Exercise: Could you count the lines below that include the word "BodyLength" and give only the number?

*** Opening of Data for the task ***

//! FIX message representation and encoding.
//!
//! A [`FixMessage`] is an ordered list of `(tag, value)` pairs. Tags may
//! repeat (repeating groups), and insertion order is what goes on the wire.
//! BodyLength (9) and CheckSum (10) are derived at encode time; any
//! occurrences already present are ignored.

use chrono::Utc;
use rust_decimal::Decimal;
use thiserror::Error;

use crate::codec::field::{self, SOH};

/// Protocol version sent as BeginString (8).
pub const FIX_4_4: &str = "FIX.4.4";

/// Message types this client produces or consumes, tag 35.
#[derive(Debug, Clone, Copy, PartialEq, Eq)]
pub enum MsgType {
    Logon,
    Logout,
    MarketDataRequest,
    MarketDataSnapshot,
    NewOrderSingle,
    ExecutionReport,
}

impl MsgType {
    pub fn fix_code(&self) -> &'static str {
        match self {
            MsgType::Logon => "A",
            MsgType::Logout => "5",
            MsgType::MarketDataRequest => "V",
            MsgType::MarketDataSnapshot => "W",
            MsgType::NewOrderSingle => "D",
            MsgType::ExecutionReport => "8",
        }
    }

    pub fn from_fix(code: &str) -> Option<Self> {
        match code {
            "A" => Some(MsgType::Logon),
            "5" => Some(MsgType::Logout),
            "V" => Some(MsgType::MarketDataRequest),
            "W" => Some(MsgType::MarketDataSnapshot),
            "D" => Some(MsgType::NewOrderSingle),
            "8" => Some(MsgType::ExecutionReport),
            _ => None,
        }
    }
}

impl std::fmt::Display for MsgType {
    fn fmt(&self, f: &mut std::fmt::Formatter<'_>) -> std::fmt::Result {
        match self {
            MsgType::Logon => write!(f, "Logon"),
            MsgType::Logout => write!(f, "Logout"),
            MsgType::MarketDataRequest => write!(f, "MarketDataRequest"),
            MsgType::MarketDataSnapshot => write!(f, "MarketDataSnapshot"),
            MsgType::NewOrderSingle => write!(f, "NewOrderSingle"),
            MsgType::ExecutionReport => write!(f, "ExecutionReport"),
        }
    }
}

/// Message encoding errors.
#[derive(Debug, Error, PartialEq, Eq)]
pub enum EncodeError {
    #[error("first field must be BeginString (8)")]
    MissingBeginString,
}

/// An ordered FIX message.
#[derive(Debug, Clone, Default, PartialEq)]
pub struct FixMessage {
    fields: Vec<(u32, String)>,
}

impl FixMessage {
    pub fn new() -> Self {
        Self::default()
    }

    /// Start a message with the standard header, tags 8, 35, 49, 56, 34, 52
    /// in that order. Every outbound message goes through this path.
    pub fn with_header(
        msg_type: MsgType,
        sender_comp_id: &str,
        target_comp_id: &str,
        msg_seq_num: u64,
    ) -> Self {
        let mut msg = Self::new();
        msg.push(field::BEGIN_STRING, FIX_4_4);
        msg.push(field::MSG_TYPE, msg_type.fix_code());
        msg.push(field::SENDER_COMP_ID, sender_comp_id);
        msg.push(field::TARGET_COMP_ID, target_comp_id);
        msg.push(field::MSG_SEQ_NUM, msg_seq_num);
        msg.push(field::SENDING_TIME, utc_timestamp());
        msg
    }

    pub fn push(&mut self, tag: u32, value: impl ToString) {
        self.fields.push((tag, value.to_string()));
    }

    pub fn fields(&self) -> &[(u32, String)] {
        &self.fields
    }

    pub fn len(&self) -> usize {
        self.fields.len()
    }

    pub fn is_empty(&self) -> bool {
        self.fields.is_empty()
    }

    /// First value of `tag`, if present.
    pub fn get(&self, tag: u32) -> Option<&str> {
        self.get_nth(tag, 1)
    }

    /// Nth occurrence of `tag`, 1-indexed: `get_nth(tag, 1)` is the first.
    pub fn get_nth(&self, tag: u32, n: usize) -> Option<&str> {
        if n == 0 {
            return None;
        }
        self.fields
            .iter()
            .filter(|(t, _)| *t == tag)
            .nth(n - 1)
            .map(|(_, v)| v.as_str())
    }

    /// Number of occurrences of `tag`.
    pub fn count(&self, tag: u32) -> usize {
        self.fields.iter().filter(|(t, _)| *t == tag).count()
    }

    pub fn get_decimal(&self, tag: u32) -> Option<Decimal> {
        self.get(tag)?.parse().ok()
    }

    pub fn get_u64(&self, tag: u32) -> Option<u64> {
        self.get(tag)?.parse().ok()
    }

    pub fn msg_type(&self) -> Option<MsgType> {
        self.get(field::MSG_TYPE).and_then(MsgType::from_fix)
    }

    /// Raw tag 35 value, for logging messages of unknown type.
    pub fn raw_msg_type(&self) -> Option<&str> {
        self.get(field::MSG_TYPE)
    }

    /// Serialize to wire bytes.
    ///
    /// BodyLength (9) counts the bytes between the SOH terminating the 9
    /// field and the start of the 10 field. CheckSum (10) is the modulo-256
    /// sum of every preceding byte, zero-padded to three digits.
    pub fn encode(&self) -> Result<Vec<u8>, EncodeError> {
        let (first_tag, begin_string) =
            self.fields.first().ok_or(EncodeError::MissingBeginString)?;
        if *first_tag != field::BEGIN_STRING {
            return Err(EncodeError::MissingBeginString);
        }

        let mut body = Vec::new();
        for (tag, value) in &self.fields[1..] {
            if *tag == field::BODY_LENGTH || *tag == field::CHECK_SUM {
                continue;
            }
            append_field(&mut body, *tag, value);
        }

        let mut out = Vec::with_capacity(body.len() + 32);
        append_field(&mut out, field::BEGIN_STRING, begin_string);
        append_field(&mut out, field::BODY_LENGTH, &body.len().to_string());
        out.extend_from_slice(&body);

        let checksum = out.iter().map(|&b| u32::from(b)).sum::<u32>() % 256;
        append_field(&mut out, field::CHECK_SUM, &format!("{:03}", checksum));

        Ok(out)
    }
}

fn append_field(out: &mut Vec<u8>, tag: u32, value: &str) {
    out.extend_from_slice(tag.to_string().as_bytes());
    out.push(b'=');
    out.extend_from_slice(value.as_bytes());
    out.push(SOH);
}

// Pipe-delimited rendering for logs; SOH never reaches a terminal.
impl std::fmt::Display for FixMessage {
    fn fmt(&self, f: &mut std::fmt::Formatter<'_>) -> std::fmt::Result {
        for (i, (tag, value)) in self.fields.iter().enumerate() {
            if i > 0 {
                write!(f, "|")?;
            }
            write!(f, "{}={}", tag, value)?;
        }
        Ok(())
    }
}

/// Current UTC time in FIX timestamp format, millisecond precision.
/// Used for SendingTime (52) and TransactTime (60).
pub fn utc_timestamp() -> String {
    Utc::now().format("%Y%m%d-%H:%M:%S%.3f").to_string()
}

#[cfg(test)]
mod tests {
    use super::*;

    #[test]
    fn encode_derives_length_and_checksum() {
        let mut msg = FixMessage::new();
        msg.push(field::BEGIN_STRING, FIX_4_4);
        msg.push(field::MSG_TYPE, "A");

        // Body is "35=A" + SOH = 5 bytes; checksum verified by hand.
        let bytes = msg.encode().unwrap();
        assert_eq!(bytes, b"8=FIX.4.4\x019=5\x0135=A\x0110=180\x01");
    }

    #[test]
    fn encode_without_begin_string_fails() {
        let mut msg = FixMessage::new();
        msg.push(field::MSG_TYPE, "A");
        assert_eq!(msg.encode(), Err(EncodeError::MissingBeginString));
        assert_eq!(FixMessage::new().encode(), Err(EncodeError::MissingBeginString));
    }

    #[test]
    fn encode_ignores_preexisting_derived_fields() {
        let mut msg = FixMessage::new();
        msg.push(field::BEGIN_STRING, FIX_4_4);
        msg.push(field::BODY_LENGTH, "999");
        msg.push(field::MSG_TYPE, "A");
        msg.push(field::CHECK_SUM, "000");

        let bytes = msg.encode().unwrap();
        assert_eq!(bytes, b"8=FIX.4.4\x019=5\x0135=A\x0110=180\x01");
    }

    #[test]
    fn header_field_order() {
        let msg = FixMessage::with_header(MsgType::Logon, "CLIENT", "EXTP_MDATA", 7);

        let tags: Vec<u32> = msg.fields().iter().map(|(t, _)| *t).collect();
        assert_eq!(tags, vec![8, 35, 49, 56, 34, 52]);
        assert_eq!(msg.get(field::BEGIN_STRING), Some(FIX_4_4));
        assert_eq!(msg.get(field::MSG_TYPE), Some("A"));
        assert_eq!(msg.get(field::SENDER_COMP_ID), Some("CLIENT"));
        assert_eq!(msg.get(field::TARGET_COMP_ID), Some("EXTP_MDATA"));
        assert_eq!(msg.get(field::MSG_SEQ_NUM), Some("7"));
        assert!(!msg.get(field::SENDING_TIME).unwrap().is_empty());
    }

    #[test]
    fn get_nth_is_one_indexed() {
        let mut msg = FixMessage::new();
        msg.push(field::MD_ENTRY_TYPE, "0");
        msg.push(field::MD_ENTRY_TYPE, "1");

        assert_eq!(msg.get_nth(field::MD_ENTRY_TYPE, 0), None);
        assert_eq!(msg.get_nth(field::MD_ENTRY_TYPE, 1), Some("0"));
        assert_eq!(msg.get_nth(field::MD_ENTRY_TYPE, 2), Some("1"));
        assert_eq!(msg.get_nth(field::MD_ENTRY_TYPE, 3), None);
        assert_eq!(msg.get(field::MD_ENTRY_TYPE), Some("0"));
        assert_eq!(msg.count(field::MD_ENTRY_TYPE), 2);
    }

    #[test]
    fn typed_getters() {
        let mut msg = FixMessage::new();
        msg.push(field::AVG_PX, "50000.0");
        msg.push(field::NO_MD_ENTRIES, "3");
        msg.push(field::TEXT, "not a number");

        assert_eq!(msg.get_decimal(field::AVG_PX), Some("50000.0".parse().unwrap()));
        assert_eq!(msg.get_u64(field::NO_MD_ENTRIES), Some(3));
        assert_eq!(msg.get_decimal(field::TEXT), None);
        assert_eq!(msg.get_u64(field::SYMBOL), None);
    }

    #[test]
    fn msg_type_codes_round_trip() {
        let all = [
            MsgType::Logon,
            MsgType::Logout,
            MsgType::MarketDataRequest,
            MsgType::MarketDataSnapshot,
            MsgType::NewOrderSingle,
            MsgType::ExecutionReport,
        ];
        for msg_type in all {
            assert_eq!(MsgType::from_fix(msg_type.fix_code()), Some(msg_type));
        }
        assert_eq!(MsgType::from_fix("3"), None);
    }

    #[test]
    fn display_uses_pipes() {
        let mut msg = FixMessage::new();
        msg.push(field::BEGIN_STRING, FIX_4_4);
        msg.push(field::MSG_TYPE, "A");
        msg.push(field::MSG_SEQ_NUM, "1");

        assert_eq!(msg.to_string(), "8=FIX.4.4|35=A|34=1");
    }

    #[test]
    fn timestamp_shape() {
        let ts = utc_timestamp();
        // YYYYMMDD-HH:MM:SS.mmm
        assert_eq!(ts.len(), 21);
        assert_eq!(&ts[8..9], "-");
        assert_eq!(&ts[11..12], ":");
        assert_eq!(&ts[14..15], ":");
        assert_eq!(&ts[17..18], ".");
    }
}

*** Close of Data for the task ***

Solution below: 2